However, the displacement of further optical components onto the
suspension arm actuator also requires an increased number of
electric control lines between the individual components and the
control unit arranged outside of the actuator. The usually used
flexible printed lines or flexible printed circuit boards require a
construction height which works against and limits the reduction in
size of the scanning devices, in particular in their height.
[0004] The invention aims at designing a suspension arm actuator
for an optical scanning device according to the preamble of claim 1
such that said suspension arm actuator allows arrangement of an
increased number of optical components while keeping or being
reduced in its height.
[0005] This problem is solved by a suspension arm actuator
according to the preamble of claim 1 by means of its characterizing
elements. Advantageous embodiments are presented in the dependent
claims.
[0006] The invention consists of the fact that the electric
connection lines that are arranged on the suspension arm and
connect the optical and electrical components provided thereon to a
control unit provided outside thereof are formed by means of line
sections which are arranged in a plane extending in transverse
direction in relation to the pivot axis, said line sections further
being arranged on the suspension arm spaced apart radially from the
pivot axis and spaced apart from each other, while each being
electrically connected to a contact element for connection of a
control line running to the control unit. This arrangement allows
accommodation of a multitude of connection lines on the suspension
arm that is movable and/or pivoting opposite to the control unit,
in particular in the vicinity of the pivot bearing, without
increasing the construction height of the suspension arm. Contrary
to the flexible cables that have usually been used hitherto, this
allows the design of flatter scanning systems.

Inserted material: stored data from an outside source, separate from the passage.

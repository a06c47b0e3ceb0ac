#![forbid(unsafe_code)]

//! paneltree public facade crate.
//!
//! Re-exports the types a host page needs from the internal crates, a
//! lightweight prelude, and the sample layout the demo page mounts.

use std::fmt;

// --- Core re-exports -------------------------------------------------------

pub use paneltree_core::geometry::{Point, Rect};
pub use paneltree_core::input::{InputModality, PointerSample, TouchSample};

// --- Layout re-exports -----------------------------------------------------

pub use paneltree_layout::{
    LayoutSolution, Node, NodeId, NodeModelError, Orientation, Quadrant, SplitIdAllocator,
    SplitRatio, outline, solve_layout,
};

// --- Web re-exports --------------------------------------------------------

pub use paneltree_web::{
    CursorHint, DropOutcome, EngineConfig, EngineConfigError, Frame, HostCommand, ListenerScope,
    RenderItem, SessionBuildError, SessionController, SessionUpdate,
};

// --- Errors ---------------------------------------------------------------

/// Top-level error type for paneltree hosts.
#[derive(Debug, Clone, PartialEq)]
pub enum Error {
    /// The initial layout failed to parse or validate.
    Layout(NodeModelError),
    /// The engine configuration failed to parse or validate.
    Config(EngineConfigError),
}

impl fmt::Display for Error {
    fn fmt(&self, f: &mut fmt::Formatter<'_>) -> fmt::Result {
        match self {
            Self::Layout(err) => write!(f, "{err}"),
            Self::Config(err) => write!(f, "{err}"),
        }
    }
}

impl std::error::Error for Error {
    fn source(&self) -> Option<&(dyn std::error::Error + 'static)> {
        match self {
            Self::Layout(err) => Some(err),
            Self::Config(err) => Some(err),
        }
    }
}

impl From<NodeModelError> for Error {
    fn from(err: NodeModelError) -> Self {
        Self::Layout(err)
    }
}

impl From<EngineConfigError> for Error {
    fn from(err: EngineConfigError) -> Self {
        Self::Config(err)
    }
}

impl From<SessionBuildError> for Error {
    fn from(err: SessionBuildError) -> Self {
        match err {
            SessionBuildError::Layout(err) => Self::Layout(err),
            SessionBuildError::Config(err) => Self::Config(err),
        }
    }
}

/// Standard result type for paneltree APIs.
pub type Result<T> = std::result::Result<T, Error>;

// --- Mounting -------------------------------------------------------------

/// Four panels: one on the left, and on the right a side-by-side pair
/// stacked above a fourth panel.
///
/// ```text
/// split-1 (vertical)
/// ├── panel-1
/// └── split-2 (horizontal)
///     ├── split-3 (vertical)
///     │   ├── panel-2
///     │   └── panel-3
///     └── panel-4
/// ```
#[must_use]
pub fn sample_layout() -> Node {
    Node::split(
        "split-1",
        Orientation::Vertical,
        0.5,
        Node::panel("panel-1"),
        Node::split(
            "split-2",
            Orientation::Horizontal,
            0.5,
            Node::split(
                "split-3",
                Orientation::Vertical,
                0.5,
                Node::panel("panel-2"),
                Node::panel("panel-3"),
            ),
            Node::panel("panel-4"),
        ),
    )
}

/// Build a session from the JSON a host page embeds.
pub fn mount(layout: &str, config: Option<&str>) -> Result<SessionController> {
    Ok(SessionController::from_json(layout, config)?)
}

/// A session on [`sample_layout`] sized to `viewport`.
pub fn sample_session(viewport: Rect) -> Result<SessionController> {
    let mut session = SessionController::new(sample_layout())?;
    session.set_viewport(viewport);
    Ok(session)
}

// --- Prelude --------------------------------------------------------------

pub mod prelude {
    pub use crate::{
        Error, Frame, HostCommand, InputModality, Node, NodeId, Orientation, Point, PointerSample,
        Quadrant, Rect, RenderItem, Result, SessionController, SessionUpdate, TouchSample,
    };

    pub use crate::{core, layout, web};
}

pub use paneltree_core as core;
pub use paneltree_layout as layout;
pub use paneltree_web as web;

#[cfg(test)]
mod tests {
    use super::*;

    #[test]
    fn sample_layout_is_valid() {
        let tree = sample_layout();
        assert!(tree.validate().is_ok());
        assert_eq!(tree.panel_count(), 4);
        assert_eq!(tree.node_count(), 7);
    }

    #[test]
    fn mount_errors_flatten() {
        let err = mount("{", None).expect_err("malformed layout");
        assert!(matches!(err, Error::Layout(NodeModelError::Parse { .. })));
        let err = mount(
            r#"{"type":"panel","id":"p"}"#,
            Some(r#"{"touch":{"delay_ms":0}}"#),
        )
        .expect_err("zero delay");
        assert_eq!(err, Error::Config(EngineConfigError::ZeroLongPressDelay));
    }
}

[0007] Therein, the line sections can, at a two-part contact
crosspiece that is arranged on the suspension arm in a
non-rotatable manner and is extending in the direction of the
longitudinal axis of said suspension arm, be in contact with lines
integrated in said contact crosspiece, the parts of which are
arranged on either side of the pivot bearing but are not connected
thereto. The part facing away from the optical head is provided
with contact elements, preferably contacting areas, allowing
electric connection to the control lines running to the control
unit. Advantageously, the line sections are self-supporting wire
lines on either side of the longitudinal axis, said wire lines
enclosing the pivot bearing while being spaced apart radially
therefrom and spaced apart from each other. The points where the
wire lines are contacting the lines integrated in the two-part
contact crosspiece are formed in parallel to the longitudinal axis
on either side of said contact crosspiece or, rather, on either
side of the two parts of said contact crosspiece.

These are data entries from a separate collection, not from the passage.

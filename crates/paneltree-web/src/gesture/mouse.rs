#![forbid(unsafe_code)]

//! Native HTML5 drag-and-drop adapter.
//!
//! The browser owns the drag lifecycle here, so the adapter holds no state of
//! its own: every decision is made from the current [`DragSession`].

use paneltree_core::geometry::Rect;
use paneltree_core::input::{InputModality, PointerSample};
use paneltree_layout::{NodeId, Quadrant};

use super::{CancelReason, DragSession, GestureDispatch, GestureEvent, GestureIgnoredReason};

/// Maps `dragstart`/`dragover`/`dragleave`/`drop`/`dragend` to intents.
#[derive(Debug, Clone, Copy, Default)]
pub struct MouseDragAdapter;

impl MouseDragAdapter {
    #[must_use]
    pub const fn new() -> Self {
        Self
    }

    pub fn drag_start(
        &self,
        session: &DragSession,
        source: &NodeId,
        pointer: Option<PointerSample>,
    ) -> GestureDispatch {
        if session.active {
            return GestureDispatch::ignored(GestureIgnoredReason::DragAlreadyActive);
        }
        GestureDispatch::event(GestureEvent::Start {
            source: source.clone(),
            modality: InputModality::Mouse,
            pointer: pointer.map(|p| p.position),
        })
    }

    /// `bounds` is the hovered panel's client rect.
    ///
    /// Always asks the host to prevent default while a mouse drag is active;
    /// browsers refuse the drop otherwise.
    pub fn drag_over(
        &self,
        session: &DragSession,
        target: &NodeId,
        bounds: Rect,
        pointer: PointerSample,
    ) -> GestureDispatch {
        if !session.is_owned_by(InputModality::Mouse) {
            return GestureDispatch::ignored(GestureIgnoredReason::NoActiveDrag);
        }
        let quadrant = Quadrant::from_pointer(pointer.position, bounds);
        if session.hover_target_id.as_ref() == Some(target)
            && session.hover_quadrant == Some(quadrant)
            && session.pointer == Some(pointer.position)
        {
            return GestureDispatch::default().with_prevent_default();
        }
        GestureDispatch::event(GestureEvent::Hover {
            target: target.clone(),
            quadrant,
            pointer: Some(pointer.position),
        })
        .with_prevent_default()
    }

    pub fn drag_leave(&self, session: &DragSession, target: &NodeId) -> GestureDispatch {
        if !session.is_owned_by(InputModality::Mouse) {
            return GestureDispatch::ignored(GestureIgnoredReason::NoActiveDrag);
        }
        if session.hover_target_id.as_ref() != Some(target) {
            return GestureDispatch::ignored(GestureIgnoredReason::NotHoverTarget);
        }
        GestureDispatch::event(GestureEvent::Leave {
            target: target.clone(),
        })
    }

    /// Drop onto the last hovered panel and quadrant.
    pub fn drop(&self, session: &DragSession) -> GestureDispatch {
        if !session.is_owned_by(InputModality::Mouse) {
            return GestureDispatch::ignored(GestureIgnoredReason::NoActiveDrag);
        }
        let event = match (session.dragged_id.as_ref(), session.hover()) {
            (Some(source), Some((target, quadrant))) => GestureEvent::Drop {
                source: source.clone(),
                target: target.clone(),
                quadrant,
            },
            _ => GestureEvent::Cancel {
                reason: CancelReason::NoTarget,
            },
        };
        GestureDispatch::event(event).with_prevent_default()
    }

    /// `dragend` fires after `drop` too; by then the session is already clear.
    pub fn drag_end(&self, session: &DragSession) -> GestureDispatch {
        if !session.is_owned_by(InputModality::Mouse) {
            return GestureDispatch::default();
        }
        GestureDispatch::event(GestureEvent::Cancel {
            reason: CancelReason::Released,
        })
    }
}
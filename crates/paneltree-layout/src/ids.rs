#![forbid(unsafe_code)]

//! Identifier allocation for splits created by drops.

use crate::tree::{Node, NodeId};

/// Hands out `split-N` identifiers that do not collide with a tree.
///
/// Seeded past the highest numeric suffix already present, and still checks
/// the live tree on every allocation because hosts may reset to layouts the
/// allocator has never seen.
#[derive(Debug, Clone, PartialEq, Eq)]
pub struct SplitIdAllocator {
    next: u64,
}

impl SplitIdAllocator {
    pub const PREFIX: &'static str = "split-";

    #[must_use]
    pub const fn new() -> Self {
        Self { next: 1 }
    }

    /// Seed from an existing tree.
    #[must_use]
    pub fn from_tree(tree: &Node) -> Self {
        let highest = tree
            .ids()
            .into_iter()
            .filter_map(|id| Self::suffix(id.as_str()))
            .max()
            .unwrap_or(0);
        Self {
            next: highest.checked_add(1).unwrap_or(1),
        }
    }

    fn suffix(id: &str) -> Option<u64> {
        id.strip_prefix(Self::PREFIX)?.parse().ok()
    }

    /// Next identifier absent from `tree`.
    ///
    /// The counter wraps back to 1 past `u64::MAX`; a finite tree always
    /// leaves a free suffix, so the search terminates.
    pub fn allocate(&mut self, tree: &Node) -> NodeId {
        loop {
            let candidate = format!("{}{}", Self::PREFIX, self.next);
            self.next = self.next.checked_add(1).unwrap_or(1);
            if !tree.contains(&candidate) {
                return NodeId::new(candidate);
            }
        }
    }
}

impl Default for SplitIdAllocator {
    fn default() -> Self {
        Self::new()
    }
}

#[cfg(test)]
mod tests {
    use super::*;
    use crate::tree::Orientation;

    #[test]
    fn seeds_past_existing_suffixes() {
        let tree = Node::split(
            "split-7",
            Orientation::Vertical,
            0.5,
            Node::panel("panel-1"),
            Node::split(
                "split-2",
                Orientation::Horizontal,
                0.5,
                Node::panel("split-x"),
                Node::panel("panel-3"),
            ),
        );
        let mut ids = SplitIdAllocator::from_tree(&tree);
        assert_eq!(ids.allocate(&tree), NodeId::from("split-8"));
        assert_eq!(ids.allocate(&tree), NodeId::from("split-9"));
    }

    #[test]
    fn skips_ids_present_in_live_tree() {
        let mut ids = SplitIdAllocator::new();
        let tree = Node::split(
            "split-1",
            Orientation::Vertical,
            0.5,
            Node::panel("split-2"),
            Node::panel("a"),
        );
        assert_eq!(ids.allocate(&tree), NodeId::from("split-3"));
    }

    #[test]
    fn exhausted_counter_wraps_to_free_suffix() {
        let top = format!("split-{}", u64::MAX);
        let tree = Node::split(
            top.as_str(),
            Orientation::Vertical,
            0.5,
            Node::panel("a"),
            Node::split(
                "split-1",
                Orientation::Horizontal,
                0.5,
                Node::panel("b"),
                Node::panel("c"),
            ),
        );
        let mut ids = SplitIdAllocator::from_tree(&tree);
        assert_eq!(ids.allocate(&tree), NodeId::from("split-2"));
        assert_eq!(ids.allocate(&tree), NodeId::from("split-3"));
    }

    #[test]
    fn counter_at_max_yields_max_then_wraps() {
        let top = format!("split-{}", u64::MAX - 1);
        let tree = Node::split(
            top.as_str(),
            Orientation::Vertical,
            0.5,
            Node::panel("a"),
            Node::panel("b"),
        );
        let mut ids = SplitIdAllocator::from_tree(&tree);
        let max = format!("split-{}", u64::MAX);
        assert_eq!(ids.allocate(&tree), NodeId::new(max));
        assert_eq!(ids.allocate(&tree), NodeId::from("split-1"));
    }
}
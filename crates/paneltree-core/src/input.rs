#![forbid(unsafe_code)]

//! Host input samples.
//!
//! The host owns the event loop and the clock: every sample carries the
//! monotonic timestamp the host observed it at, so recognizers never read a
//! wall clock themselves and replay stays deterministic.

use core::time::Duration;

use serde::{Deserialize, Serialize};

use crate::geometry::Point;

/// Which physical input family produced an interaction.
#[derive(Debug, Clone, Copy, PartialEq, Eq, Hash, Serialize, Deserialize)]
#[serde(rename_all = "snake_case")]
pub enum InputModality {
    /// Mouse (or pen) driving native drag-and-drop.
    Mouse,
    /// Finger on a touch screen.
    Touch,
}

/// One pointer observation from the host.
#[derive(Debug, Clone, Copy, PartialEq, Serialize, Deserialize)]
pub struct PointerSample {
    pub position: Point,
    /// Host monotonic time.
    pub at: Duration,
}

impl PointerSample {
    #[must_use]
    pub const fn new(position: Point, at: Duration) -> Self {
        Self { position, at }
    }
}

/// One touch-point observation from the host.
#[derive(Debug, Clone, Copy, PartialEq, Serialize, Deserialize)]
pub struct TouchSample {
    /// Host `Touch.identifier`; stable for the lifetime of one finger contact.
    pub touch_id: u32,
    pub position: Point,
    /// Host monotonic time.
    pub at: Duration,
}

impl TouchSample {
    #[must_use]
    pub const fn new(touch_id: u32, position: Point, at: Duration) -> Self {
        Self {
            touch_id,
            position,
            at,
        }
    }
}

[0008] Alternatively, however, the contact crosspiece that is
provided with integrated lines can also be extending in transverse
direction in relation to the pivot axis of the suspension arm and
be in electric contact with a printed circuit board permanently
attached to the support, said electric contact being achieved by
means of relatively short line sections designed to form sliding
contacts (sliding brush arrangement) and contact tracks spaced
apart from each other and arranged concentrically in relation to
the pivot axis being formed on said printed circuit board. Once the
suspension arm makes a swivel motion, the line sections are sliding
on the contact tracks which are, on their end side, provided with
contact elements, preferably contacting areas, for electric
connection to the control lines running to the control unit. As
compared with the arrangement described above, this is to advantage
in that the inertia is reduced to a greater extent, because the
mass of moving parts is kept smaller. The contact tracks are to
further advantage in that they can be applied directly to the
support for the suspension arm.
[0009] Below, the invention will be illustrated by means of two
exemplary embodiments. In the related schematic drawings,
[0010] FIG. 1 is a top view of a suspension arm actuator with
self-supporting wire lines, in perspective;
[0011] FIG. 2 is a lateral view thereof, in perspective;
[0012] FIG. 3 is a bottom view thereof, in perspective;
[0013] FIG. 4 is a longitudinal sectional view of the suspension
arm actuator;
[0014] FIG. 5 is a top view of a suspension arm actuator with a
sliding brush arrangement, in perspective;
[0015] FIG. 6 is a lateral view thereof; and
[0016] FIG. 7 is a longitudinal sectional view of this suspension
arm actuator.
[0017] Referring to FIGS. 1 and 2, the suspension arm actuator for
an optical scanning device, not shown, comprises a torsionally
stiff suspension arm 1 which has a two-arm-lever-type design and
is, in its center of gravity CG, mounted to a support, FIG. 4,
between the lever arms I and II such that it can be pivoted about a
pivot axis PA extending perpendicularly to said suspension arm. At
its end side, the lever arm I supports an optical head 3 having a
number of optical components, not shown, in particular an objective
lens. Two printed coil arrangements 4 and 5 which are operably
connected to the magnets 6 and 7 and form with these (6, 7)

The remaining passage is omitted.